Multi‐center development and validation of a standardized protocol for biotinylated red blood cell analysis

Abstract Background Twenty‐four‐hour post‐transfusion recovery (PTR24) is a key measure of red blood cell (RBC) quality. Traditionally assessed using radioactive chromium‐51 ( 51 Cr), supply and facility limitations have prompted the need for alternatives. Biotinylation of RBCs (BioRBCs) offers a non‐radioactive method capable of distinguishing multiple RBC populations by flow cytometry. Researchers at three major blood centers developed a standardized BioRBC labeling protocol for pharmacokinetic studies. Study Design and Methods The multicenter development of the standardized protocol followed a two‐phase design. First, inter‐ and intra‐site flow cytometry variability was assessed using RBCs biotinylated at 6 and 18 μg/mL. Samples were stained with streptavidin‐phycoerythrin (SA‐PE), diluted, and analyzed in triplicates using shared flow cytometry templates. Second, inter‐site variability of biotinylation was tested using paired RBC units split and processed simultaneously at each site. Separation index (SI) was calculated as: SI = (median BioRBC − median unlabeled)/(84th percentile unlabeled − median unlabeled)/0.995. Results Staining and analysis of BioRBCs demonstrated minimal inter‐ and intra‐site variability when using identical protocols.
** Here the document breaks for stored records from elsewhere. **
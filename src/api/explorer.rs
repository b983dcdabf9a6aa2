use std::future::Future;
use std::time::Duration;

use alloy::primitives::B256;
use alloy::providers::{Provider, ProviderBuilder};
use alloy::rpc::types::{Filter, Log};
use alloy::sol_types::SolEvent;
use reqwest::Client;
use serde::Deserialize;

use crate::config::{AssetConfig, BridgeConfig, ChainKind};
use crate::error::{Error, Result};
use crate::evm::{ERC20Swap, EtherSwap, EvmHtlc};
use crate::swap::ChainLeg;
use crate::units::wei_to_sats;

/// A lockup found on chain for a swap's preimage hash.
#[derive(Debug, Clone, PartialEq, Eq)]
pub struct LockupSighting {
    pub tx_id: String,
    pub amount: u64,
    pub confirmed: bool,
}

/// Chain lookups used by refund eligibility and claim gating.
pub trait ChainExplorer: Send + Sync + 'static {
    fn tip_height(&self, asset: &str) -> impl Future<Output = Result<u32>> + Send;

    /// The lockup funding `leg` under `preimage_hash`, if any. Lockups below
    /// the leg amount are ignored.
    fn find_lockup(
        &self,
        asset: &str,
        leg: &ChainLeg,
        preimage_hash: &[u8; 32],
    ) -> impl Future<Output = Result<Option<LockupSighting>>> + Send;
}

/// Esplora for UTXO chains, the HTLC contracts' `Lockup` logs over JSON-RPC
/// for EVM chains.
#[derive(Debug, Clone)]
pub struct HttpExplorer {
    http: Client,
    config: BridgeConfig,
}

#[derive(Deserialize)]
struct EsploraUtxo {
    txid: String,
    value: u64,
    status: EsploraStatus,
}

#[derive(Deserialize)]
struct EsploraStatus {
    confirmed: bool,
}

fn rpc_url<'a>(asset: &str, cfg: &'a AssetConfig) -> Result<&'a str> {
    cfg.rpc_url
        .as_deref()
        .ok_or_else(|| Error::Config(format!("asset {asset} has no rpcUrl")))
}

fn esplora_url<'a>(asset: &str, cfg: &'a AssetConfig) -> Result<&'a str> {
    cfg.explorer_url
        .as_deref()
        .map(|base| base.trim_end_matches('/'))
        .ok_or_else(|| Error::Config(format!("asset {asset} has no explorerUrl")))
}

fn provider(rpc_url: &str) -> Result<impl Provider> {
    let url = rpc_url
        .parse()
        .map_err(|e| Error::Config(format!("evm rpc url {rpc_url:?}: {e}")))?;
    Ok(ProviderBuilder::new().connect_http(url))
}

fn rpc_error(method: &str, err: impl std::fmt::Display) -> Error {
    Error::Remote {
        endpoint: method.to_string(),
        message: err.to_string(),
    }
}

/// Reads the locked amount out of a `Lockup` log of either contract.
fn lockup_amount(htlc: &EvmHtlc, log: &Log) -> Result<u64> {
    let wei = match htlc.token {
        None => EtherSwap::Lockup::decode_log(&log.inner)
            .map(|event| event.data.amount)
            .map_err(|e| Error::InvalidResponse(format!("EtherSwap Lockup log: {e}")))?,
        Some(_) => ERC20Swap::Lockup::decode_log(&log.inner)
            .map(|event| event.data.amount)
            .map_err(|e| Error::InvalidResponse(format!("ERC20Swap Lockup log: {e}")))?,
    };
    wei_to_sats(wei)
}

impl HttpExplorer {
    pub fn new(config: BridgeConfig) -> Result<Self> {
        let http = Client::builder().timeout(Duration::from_secs(15)).build()?;
        Ok(Self { http, config })
    }

    async fn esplora_tip(&self, base: &str) -> Result<u32> {
        let url = format!("{base}/blocks/tip/height");
        let text = self.http.get(&url).send().await?.error_for_status()?.text().await?;
        text.trim()
            .parse()
            .map_err(|e| Error::InvalidResponse(format!("{url}: tip height {text:?}: {e}")))
    }

    async fn evm_tip(&self, rpc_url: &str) -> Result<u32> {
        let height = provider(rpc_url)?
            .get_block_number()
            .await
            .map_err(|e| rpc_error("eth_blockNumber", e))?;
        u32::try_from(height)
            .map_err(|_| Error::InvalidResponse(format!("block number {height} overflows u32")))
    }

    /// The lockup address commits to the preimage hash through its script
    /// tree, so an output of at least the leg amount to it is the lockup.
    async fn esplora_lockup(&self, base: &str, leg: &ChainLeg) -> Result<Option<LockupSighting>> {
        let url = format!("{base}/address/{}/utxo", leg.lockup_address);
        let utxos: Vec<EsploraUtxo> = self
            .http
            .get(&url)
            .send()
            .await?
            .error_for_status()?
            .json()
            .await?;
        Ok(utxos
            .into_iter()
            .filter(|utxo| utxo.value >= leg.amount)
            .max_by_key(|utxo| utxo.status.confirmed)
            .map(|utxo| LockupSighting {
                tx_id: utxo.txid,
                amount: utxo.value,
                confirmed: utxo.status.confirmed,
            }))
    }

    async fn evm_lockup(&self, rpc_url: &str, htlc: &EvmHtlc) -> Result<Option<LockupSighting>> {
        let signature = match htlc.token {
            None => EtherSwap::Lockup::SIGNATURE_HASH,
            Some(_) => ERC20Swap::Lockup::SIGNATURE_HASH,
        };
        let filter = Filter::new()
            .address(htlc.contract)
            .event_signature(signature)
            .topic1(htlc.preimage_hash)
            .from_block(0u64);
        let logs = provider(rpc_url)?
            .get_logs(&filter)
            .await
            .map_err(|e| rpc_error("eth_getLogs", e))?;

        for log in &logs {
            let amount = lockup_amount(htlc, log)?;
            if amount < htlc.amount_sats {
                tracing::debug!(contract = %htlc.contract, amount, "lockup below leg amount");
                continue;
            }
            return Ok(Some(LockupSighting {
                tx_id: log.transaction_hash.unwrap_or(B256::ZERO).to_string(),
                amount,
                confirmed: log.block_number.is_some(),
            }));
        }
        Ok(None)
    }
}

impl ChainExplorer for HttpExplorer {
    async fn tip_height(&self, asset: &str) -> Result<u32> {
        let cfg = self.config.asset(asset)?;
        match cfg.chain {
            ChainKind::Utxo => self.esplora_tip(esplora_url(asset, cfg)?).await,
            ChainKind::Evm => self.evm_tip(rpc_url(asset, cfg)?).await,
            ChainKind::Lightning => Err(Error::Unsupported(format!(
                "{asset} has no block height"
            ))),
        }
    }

    async fn find_lockup(
        &self,
        asset: &str,
        leg: &ChainLeg,
        preimage_hash: &[u8; 32],
    ) -> Result<Option<LockupSighting>> {
        let cfg = self.config.asset(asset)?;
        let sighting = match cfg.chain {
            ChainKind::Utxo => self.esplora_lockup(esplora_url(asset, cfg)?, leg).await?,
            ChainKind::Evm => {
                let htlc = EvmHtlc::from_leg(cfg, leg, preimage_hash)?;
                self.evm_lockup(rpc_url(asset, cfg)?, &htlc).await?
            }
            ChainKind::Lightning => {
                return Err(Error::Unsupported(format!("{asset} has no on-chain lockup")));
            }
        };
        tracing::debug!(%asset, preimage_hash = %hex::encode(preimage_hash), ?sighting, "lockup lookup");
        Ok(sighting)
    }
}

#[cfg(test)]
mod tests {
    use alloy::primitives::{Address, U256};

    use super::*;
    use crate::units::sats_to_wei;

    fn htlc(token: Option<Address>) -> EvmHtlc {
        EvmHtlc {
            contract: Address::repeat_byte(1),
            token,
            preimage_hash: B256::repeat_byte(2),
            amount_sats: 50_000,
            counterparty: Address::repeat_byte(3),
            timelock: 900,
        }
    }

    fn log(data: alloy::primitives::LogData) -> Log {
        Log {
            inner: alloy::primitives::Log {
                address: Address::repeat_byte(1),
                data,
            },
            block_number: Some(7),
            ..Log::default()
        }
    }

    #[test]
    fn lockup_logs_decode_to_sats() {
        let ether = EtherSwap::Lockup {
            preimageHash: B256::repeat_byte(2),
            amount: sats_to_wei(50_000) + U256::from(9u64),
            claimAddress: Address::repeat_byte(3),
            refundAddress: Address::repeat_byte(4),
            timelock: U256::from(900u64),
        };
        assert_eq!(
            lockup_amount(&htlc(None), &log(ether.encode_log_data())).unwrap(),
            50_000
        );

        let erc20 = ERC20Swap::Lockup {
            preimageHash: B256::repeat_byte(2),
            amount: sats_to_wei(49_999),
            tokenAddress: Address::repeat_byte(5),
            claimAddress: Address::repeat_byte(3),
            refundAddress: Address::repeat_byte(4),
            timelock: U256::from(900u64),
        };
        let erc20_log = log(erc20.encode_log_data());
        assert_eq!(
            lockup_amount(&htlc(Some(Address::repeat_byte(5))), &erc20_log).unwrap(),
            49_999
        );
        // A native-coin log does not decode as the token event.
        let ether_log = log(ether.encode_log_data());
        assert!(lockup_amount(&htlc(Some(Address::repeat_byte(5))), &ether_log).is_err());
    }
}
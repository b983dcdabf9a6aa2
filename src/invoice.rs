use std::str::FromStr as _;

use bitcoin::hashes::Hash as _;
use lightning_invoice::Bolt11Invoice;

use crate::error::{Error, Result};

fn parse(invoice: &str) -> Result<Bolt11Invoice> {
    Bolt11Invoice::from_str(invoice).map_err(|e| Error::Invoice(format!("parse BOLT11: {e:?}")))
}

pub fn payment_hash_from_bolt11(invoice: &str) -> Result<[u8; 32]> {
    Ok(parse(invoice)?.payment_hash().to_byte_array())
}

/// Whole satoshis; sub-satoshi remainders are rejected.
pub fn amount_sats_from_bolt11(invoice: &str) -> Result<Option<u64>> {
    match parse(invoice)?.amount_milli_satoshis() {
        None => Ok(None),
        Some(msat) if msat % 1_000 == 0 => Ok(Some(msat / 1_000)),
        Some(msat) => Err(Error::Invoice(format!(
            "amount {msat} msat is not a whole number of satoshis"
        ))),
    }
}

/// The coordinator's invoice must commit to our preimage hash, otherwise
/// paying it does not unlock our claim.
pub fn ensure_payment_hash(invoice: &str, preimage_hash: &[u8; 32]) -> Result<()> {
    let hash = payment_hash_from_bolt11(invoice)?;
    if hash != *preimage_hash {
        return Err(Error::Invoice(format!(
            "invoice payment hash {} does not match preimage hash {}",
            hex::encode(hash),
            hex::encode(preimage_hash)
        )));
    }
    Ok(())
}
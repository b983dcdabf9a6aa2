#![allow(dead_code)]

pub mod coordinator;
pub mod evm_signer;
pub mod wait;

use std::collections::{BTreeMap, HashMap};
use std::sync::Mutex;

use anyhow::{Result, anyhow};
use bitcoin::hashes::{Hash as _, sha256};
use bitcoin::secp256k1::{Keypair, Secp256k1, SecretKey};
use bitcoin::{Address, Network};
use lightning_invoice::{Currency, InvoiceBuilder, PaymentSecret};

use lds_swap::api::explorer::{ChainExplorer, LockupSighting};
use lds_swap::config::{AssetConfig, BridgeConfig, ChainKind, SyncConfig};
use lds_swap::swap::ChainLeg;
use lds_swap::{Error, Result as SwapResult};

pub const MNEMONIC: &str =
    "abandon abandon abandon abandon abandon abandon abandon abandon abandon abandon abandon about";
pub const ETHER_SWAP: &str = "0x5fbdb2315678afecb367f032d93f642f64180aa3";
pub const ERC20_SWAP: &str = "0xe7f1725e7734ce288f8367e1bb143e90bb3f0512";
pub const TOKEN: &str = "0x9fe46736679d2d9a65f0992f2272de9f3c7fa6e0";
pub const SERVER_EVM: &str = "0x70997970c51812dc3a010c7d01b50e0d17dc79c8";

fn utxo_asset() -> AssetConfig {
    AssetConfig {
        chain: ChainKind::Utxo,
        network: Some(Network::Regtest),
        chain_id: None,
        rpc_url: None,
        ether_swap: None,
        erc20_swap: None,
        token_address: None,
        block_time_secs: 600,
        explorer_url: Some("http://127.0.0.1:3002".into()),
    }
}

fn evm_asset(token: Option<&str>) -> AssetConfig {
    AssetConfig {
        chain: ChainKind::Evm,
        network: None,
        chain_id: Some(5115),
        rpc_url: Some("http://127.0.0.1:8545".into()),
        ether_swap: Some(ETHER_SWAP.into()),
        erc20_swap: Some(ERC20_SWAP.into()),
        token_address: token.map(str::to_string),
        block_time_secs: 2,
        explorer_url: None,
    }
}

/// BTC and tBTC on regtest, cBTC as native coin and USDC as ERC20 on an
/// EVM chain with 2s blocks.
pub fn bridge_config() -> BridgeConfig {
    let mut assets = BTreeMap::new();
    assets.insert("BTC".to_string(), utxo_asset());
    assets.insert("tBTC".to_string(), utxo_asset());
    assets.insert("cBTC".to_string(), evm_asset(None));
    assets.insert("USDC".to_string(), evm_asset(Some(TOKEN)));
    BridgeConfig {
        api_url: "http://127.0.0.1:9001".into(),
        ws_url: None,
        assets,
        claim_authority_asset: "cBTC".into(),
        sync: SyncConfig::default(),
        refund_grace_secs: 300,
    }
}

pub fn regtest_address(seed: u8) -> String {
    let secp = Secp256k1::new();
    let keypair = Keypair::from_seckey_slice(&secp, &[seed; 32]).expect("valid test key");
    let (xonly, _) = keypair.x_only_public_key();
    Address::p2tr(&secp, xonly, None, Network::Regtest).to_string()
}

/// A signed regtest BOLT11 invoice committing to `payment_hash`.
pub fn invoice(payment_hash: [u8; 32], amount_sats: u64) -> Result<String> {
    let secp = Secp256k1::new();
    let node_key = SecretKey::from_slice(&[0x42; 32])?;
    let invoice = InvoiceBuilder::new(Currency::Regtest)
        .description("lds-swap test".into())
        .payment_hash(sha256::Hash::from_byte_array(payment_hash))
        .payment_secret(PaymentSecret([7; 32]))
        .current_timestamp()
        .min_final_cltv_expiry_delta(144)
        .amount_milli_satoshis(amount_sats * 1_000)
        .build_signed(|msg| secp.sign_ecdsa_recoverable(msg, &node_key))
        .map_err(|e| anyhow!("build invoice: {e:?}"))?;
    Ok(invoice.to_string())
}

/// Chain tips and lockups per asset, settable by the test.
#[derive(Default)]
pub struct MockExplorer {
    tips: Mutex<HashMap<String, u32>>,
    lockups: Mutex<HashMap<(String, [u8; 32]), LockupSighting>>,
}

impl MockExplorer {
    pub fn set_tip(&self, asset: &str, height: u32) {
        self.tips
            .lock()
            .expect("tips mutex poisoned")
            .insert(asset.to_string(), height);
    }

    pub fn add_lockup(&self, asset: &str, preimage_hash: [u8; 32], amount: u64, confirmed: bool) {
        let sighting = LockupSighting {
            tx_id: format!("lockup-{}", hex::encode(&preimage_hash[..4])),
            amount,
            confirmed,
        };
        self.lockups
            .lock()
            .expect("lockups mutex poisoned")
            .insert((asset.to_string(), preimage_hash), sighting);
    }
}

impl ChainExplorer for MockExplorer {
    async fn tip_height(&self, asset: &str) -> SwapResult<u32> {
        self.tips
            .lock()
            .expect("tips mutex poisoned")
            .get(asset)
            .copied()
            .ok_or_else(|| Error::UnknownAsset(asset.to_string()))
    }

    async fn find_lockup(
        &self,
        asset: &str,
        leg: &ChainLeg,
        preimage_hash: &[u8; 32],
    ) -> SwapResult<Option<LockupSighting>> {
        Ok(self
            .lockups
            .lock()
            .expect("lockups mutex poisoned")
            .get(&(asset.to_string(), *preimage_hash))
            .filter(|sighting| sighting.amount >= leg.amount)
            .cloned())
    }
}
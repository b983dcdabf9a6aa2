use std::sync::Arc;

use crate::api::explorer::ChainExplorer;
use crate::config::BridgeConfig;
use crate::error::Result;
use crate::keys::parse_hash32;
use crate::swap::{StatusClass, Swap, SwapStatus};
use crate::units::blocks_for_duration;

/// Statuses in which nothing of ours is locked yet, or the coordinator is
/// already settling cooperatively.
const NON_REFUNDABLE: [SwapStatus; 3] = [
    SwapStatus::SwapCreated,
    SwapStatus::InvoiceSet,
    SwapStatus::TransactionClaimPending,
];

#[derive(Debug, Clone, Copy, PartialEq, Eq)]
pub enum RefundAvailability {
    Available {
        unlock_height: u32,
    },
    Pending {
        remaining_blocks: u32,
        unlock_height: u32,
    },
    NotEligible,
}

impl RefundAvailability {
    pub fn is_available(&self) -> bool {
        matches!(self, RefundAvailability::Available { .. })
    }
}

pub fn is_eligible_for_refund(swap: &Swap) -> bool {
    let Some(leg) = swap.refund_leg() else {
        return false;
    };
    let common = swap.common();
    if common.claim_tx.is_some() || common.refund_tx.is_some() {
        return false;
    }
    let status = swap.status();
    if status.class() == StatusClass::Success
        || status == SwapStatus::TransactionRefunded
        || NON_REFUNDABLE.contains(&status)
    {
        return false;
    }
    leg.timeout_block_height > 0
}

/// Compares the chain tip against the lockup timeout plus `buffer_blocks`.
pub fn refund_availability(swap: &Swap, tip_height: u32, buffer_blocks: u32) -> RefundAvailability {
    if !is_eligible_for_refund(swap) {
        return RefundAvailability::NotEligible;
    }
    let Some(leg) = swap.refund_leg() else {
        return RefundAvailability::NotEligible;
    };
    let unlock_height = leg.timeout_block_height.saturating_add(buffer_blocks);
    if tip_height >= unlock_height {
        RefundAvailability::Available { unlock_height }
    } else {
        RefundAvailability::Pending {
            remaining_blocks: unlock_height - tip_height,
            unlock_height,
        }
    }
}

pub struct RefundEligibility<E> {
    explorer: Arc<E>,
    config: Arc<BridgeConfig>,
}

impl<E: ChainExplorer> RefundEligibility<E> {
    pub fn new(explorer: Arc<E>, config: Arc<BridgeConfig>) -> Self {
        Self { explorer, config }
    }

    /// Grace window in blocks of the chain `asset` lives on.
    pub fn buffer_blocks(&self, asset: &str) -> Result<u32> {
        let block_time = self.config.asset(asset)?.block_time_secs;
        Ok(blocks_for_duration(self.config.refund_grace_secs, block_time))
    }

    async fn lockup_funded(&self, swap: &Swap) -> Result<bool> {
        let Some(leg) = swap.refund_leg() else {
            return Ok(false);
        };
        let preimage_hash = parse_hash32(&swap.common().preimage_hash, "preimage hash")?;
        let sighting = self
            .explorer
            .find_lockup(&swap.common().asset_send, leg, &preimage_hash)
            .await?;
        Ok(sighting.is_some())
    }

    pub async fn is_available_for_refund(&self, swap: &Swap) -> Result<RefundAvailability> {
        if !is_eligible_for_refund(swap) {
            return Ok(RefundAvailability::NotEligible);
        }
        let asset = swap.common().asset_send.as_str();
        let buffer = self.buffer_blocks(asset)?;
        if !self.lockup_funded(swap).await? {
            tracing::debug!(swap_id = %swap.id(), %asset, "no lockup on chain; nothing to refund");
            return Ok(RefundAvailability::NotEligible);
        }
        let tip = self.explorer.tip_height(asset).await?;
        let availability = refund_availability(swap, tip, buffer);
        tracing::debug!(swap_id = %swap.id(), tip, buffer, ?availability, "refund availability");
        Ok(availability)
    }
}

#[cfg(test)]
mod tests {
    use super::*;
    use crate::swap::{ChainLeg, LegLocking, SubmarineSwap, SwapCommon};

    fn submarine(status: SwapStatus, timeout: u32) -> Swap {
        Swap::Submarine(SubmarineSwap {
            common: SwapCommon {
                id: "sub".into(),
                status,
                asset_send: "BTC".into(),
                asset_receive: "LN".into(),
                send_amount: 50_000,
                receive_amount: 49_500,
                date: 0,
                preimage_hash: "00".repeat(32),
                key_index: 0,
                random_preimage: None,
                claim_tx: None,
                refund_tx: None,
                lockup_tx: None,
                chain_id: None,
            },
            invoice: "lnbc".into(),
            lockup: ChainLeg {
                lockup_address: "bc1p".into(),
                amount: 50_000,
                timeout_block_height: timeout,
                locking: LegLocking::Evm {
                    counterparty: "0x0".into(),
                    token_address: None,
                },
            },
        })
    }

    #[test]
    fn early_and_settled_swaps_are_not_eligible() {
        assert!(!is_eligible_for_refund(&submarine(SwapStatus::SwapCreated, 100)));
        assert!(!is_eligible_for_refund(&submarine(SwapStatus::InvoiceSet, 100)));
        assert!(!is_eligible_for_refund(&submarine(SwapStatus::TransactionClaimed, 100)));
        assert!(!is_eligible_for_refund(&submarine(SwapStatus::TransactionRefunded, 100)));
        assert!(!is_eligible_for_refund(&submarine(SwapStatus::InvoiceFailedToPay, 0)));
        assert!(is_eligible_for_refund(&submarine(SwapStatus::InvoiceFailedToPay, 100)));
        assert!(is_eligible_for_refund(&submarine(SwapStatus::TransactionMempool, 100)));
    }

    #[test]
    fn availability_flips_at_timeout_plus_buffer() {
        let swap = submarine(SwapStatus::SwapExpired, 1_000);
        assert_eq!(
            refund_availability(&swap, 1_000, 1),
            RefundAvailability::Pending {
                remaining_blocks: 1,
                unlock_height: 1_001
            }
        );
        assert!(refund_availability(&swap, 1_001, 1).is_available());
        assert!(refund_availability(&swap, 5_000, 1).is_available());
        assert!(!refund_availability(&swap, 999, 0).is_available());
        assert!(refund_availability(&swap, 1_000, 0).is_available());
    }
}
Coefficients of variation for median fluorescence intensity were <7.9% within sites and <5.1% across sites. Biotinylation of paired RBC with 6 and 18 μg/mL of biotin resulted in comparable separation indices, suggesting reliable and reproducible biotinylation ratios. Discussion The standardized BioRBC protocol produces reliable, reproducible labeling with minimal inter‐site variability. In vivo performance will be assessed in upcoming PTR24 studies comparing BioRBCs with dual radiolabeling using 51 Cr and technetium‐99m ( 99m Tc).